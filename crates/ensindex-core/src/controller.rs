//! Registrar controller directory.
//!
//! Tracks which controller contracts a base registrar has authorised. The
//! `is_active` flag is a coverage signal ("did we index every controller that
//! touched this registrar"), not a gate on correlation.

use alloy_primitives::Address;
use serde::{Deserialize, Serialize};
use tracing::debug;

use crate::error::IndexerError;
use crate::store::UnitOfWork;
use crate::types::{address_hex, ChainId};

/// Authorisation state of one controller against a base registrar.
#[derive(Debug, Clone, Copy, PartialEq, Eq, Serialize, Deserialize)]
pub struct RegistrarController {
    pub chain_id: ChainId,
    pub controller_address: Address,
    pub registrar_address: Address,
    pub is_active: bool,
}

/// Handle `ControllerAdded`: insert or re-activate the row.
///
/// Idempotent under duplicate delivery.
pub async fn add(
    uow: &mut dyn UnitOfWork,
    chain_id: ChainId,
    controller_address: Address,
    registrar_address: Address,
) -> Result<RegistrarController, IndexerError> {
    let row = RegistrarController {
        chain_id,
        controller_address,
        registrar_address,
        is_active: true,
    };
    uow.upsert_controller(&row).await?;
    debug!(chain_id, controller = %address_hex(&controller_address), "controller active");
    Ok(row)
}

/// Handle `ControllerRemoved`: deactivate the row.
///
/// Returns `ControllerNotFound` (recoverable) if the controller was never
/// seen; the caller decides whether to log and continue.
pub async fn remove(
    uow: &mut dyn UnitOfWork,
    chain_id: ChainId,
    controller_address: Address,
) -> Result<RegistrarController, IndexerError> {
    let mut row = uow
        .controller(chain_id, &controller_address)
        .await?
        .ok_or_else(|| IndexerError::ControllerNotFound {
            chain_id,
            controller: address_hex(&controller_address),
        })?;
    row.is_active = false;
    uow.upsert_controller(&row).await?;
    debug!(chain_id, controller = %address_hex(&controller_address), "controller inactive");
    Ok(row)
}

···

__WHAT IS BEING ASKED__. Once you reach the line with "Registrar controller directory." in the data above, copy it and every line after it exactly, up to and including the line with "use tracing::debug;".

__TASK SOLUTION__.
//! Registrar controller directory.
//!
//! Tracks which controller contracts a base registrar has authorised. The
//! `is_active` flag is a coverage signal ("did we index every controller that
//! touched this registrar"), not a gate on correlation.

use alloy_primitives::Address;
use serde::{Deserialize, Serialize};
use tracing::debug;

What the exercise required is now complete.